CMLL Super Viernes (Spanish for "CMLL Super Friday") is the Mexican professional wrestling promotion Consejo Mundial de Lucha Libre's banner event that takes place every Friday in Arena México in Mexico City, Mexico. The shows take place every Friday all year long, except when CMLL schedules a "Super Show" or a pay-per-view (PPV) to take its place since all CMLL PPVs and Super Shows take place on Friday nights in Arena México.

Event history
Founded in 1933 as Empresa Mexicana de Lucha Libre (EMLL) and renamed in 1990, CMLL is the world's oldest professional wrestling promotions still active today. Unlike most wrestling promotions in the world CMLL generally does not tour, preferring to hold weekly events in the same buildings on the same nights, only rarely promoting shows in other venues. The Super Viernes shows dates back to at least 1938, making it the longest-running weekly show of any kind. Super Viernes was originally held in Arena Modelo, then moved to Arena Coliseo in the 1950s and finally moved to Arena México in 1956 upon the completion of the building. Since 1956 CMLL has held their Super Viernes events on every Friday night except for when the promotion takes a break at the end of the year, when they promote a super card or PPV on Friday night or due to circumstances beyond CMLL's control.

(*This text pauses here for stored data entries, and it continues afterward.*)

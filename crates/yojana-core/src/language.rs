//! Registry of supported locales.
//!
//! Each locale carries the speech-synthesis code used when replies are
//! read aloud and a flag glyph for display.

use serde::Serialize;

use crate::error::{Result, YojanaError};

/// A supported locale.
#[derive(Debug, Clone, Copy, PartialEq, Eq, Serialize)]
pub struct Language {
    /// Stable identifier, e.g. `"hindi"`.
    pub id: &'static str,
    /// Name in the language's own script.
    pub name: &'static str,
    /// BCP 47 tag handed to speech recognition and synthesis.
    pub code: &'static str,
    pub flag: &'static str,
}

pub const ENGLISH: Language = Language {
    id: "english",
    name: "English",
    code: "en-IN",
    flag: "\u{1f1ec}\u{1f1e7}",
};

const INDIA_FLAG: &str = "\u{1f1ee}\u{1f1f3}";

/// All supported locales, in display order.
pub static LANGUAGES: &[Language] = &[
    ENGLISH,
    Language {
        id: "hindi",
        name: "\u{939}\u{93f}\u{928}\u{94d}\u{926}\u{940}",
        code: "hi-IN",
        flag: INDIA_FLAG,
    },
    Language {
        id: "gujarati",
        name: "\u{a97}\u{ac1}\u{a9c}\u{ab0}\u{abe}\u{aa4}\u{ac0}",
        code: "gu-IN",
        flag: INDIA_FLAG,
    },
    Language {
        id: "tamil",
        name: "\u{ba4}\u{bae}\u{bbf}\u{bb4}\u{bcd}",
        code: "ta-IN",
        flag: INDIA_FLAG,
    },
    Language {
        id: "marathi",
        name: "\u{92e}\u{930}\u{93e}\u{920}\u{940}",
        code: "mr-IN",
        flag: INDIA_FLAG,
    },
    Language {
        id: "bengali",
        name: "\u{9ac}\u{9be}\u{982}\u{9b2}\u{9be}",
        code: "bn-IN",
        flag: INDIA_FLAG,
    },
];

/// Look up a locale by id (case-insensitive).
pub fn find(id: &str) -> Option<&'static Language> {
    LANGUAGES.iter().find(|l| l.id.eq_ignore_ascii_case(id.trim()))
}

/// Like [`find`], but unknown ids are an error.
pub fn lookup(id: &str) -> Result<&'static Language> {
    find(id).ok_or_else(|| YojanaError::UnknownLanguage(id.to_string()))
}

/// The locale used when nothing else is configured.
pub fn default_language() -> &'static Language {
    &LANGUAGES[0]
}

Two notable events have interrupted CMLL's Friday night shows: the 1985 Mexico City earthquake stopped the Super Viernes shows until it was determined that Arena México was structurally sound. In the spring and summer of 2009 the Swine Flu pandemic shut down Arena México shows for a couple of weeks after the government urged people not to gather in large groups while the epidemic was at its worst.

Event significance
CMLL Super Viernes is CMLL's biggest and most important weekly show; it generally draws the largest crowds and features the biggest stars of CMLL in the main events. Wrestlers say that working in Arena Mexico on Friday nights is the "mark of approval" for young wrestlers. Super Viernes has seen many championship matches and changes over the years and also been the site for many Luchas de Apuestas, bet matches where wrestlers put either their mask or hair on the line. While CMLL is not as storyline-driven as other companies such as the World Wrestling Entertainment (WWE) or New Japan Pro-Wrestling (NJPW), the most important storylines or feud that are promoted in CMLL play out during the Super Viernes shows.

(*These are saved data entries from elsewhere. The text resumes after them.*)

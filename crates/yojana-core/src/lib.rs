pub mod config;
pub mod error;
pub mod language;
pub mod translate;
pub mod types;

pub use config::AssistantConfig;
pub use error::{Result, YojanaError};
pub use language::Language;
pub use translate::{DictionaryTranslator, Translator};
pub use types::*;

The Friday night Arena México shows normally host all of CMLL's annual tournaments, Super Viernes normally hosts tournaments such as the Torneo Gran Alternativa, Leyenda de Plata, Leyenda de Azul, CMLL International Gran Prix, Reyes del Aire and the Universal Champion tournament. From 1999 to 2001 Super Viernes also hosted the Copa Arena México Trios tournament and has been the site of CMLL's La Copa Junior tournaments.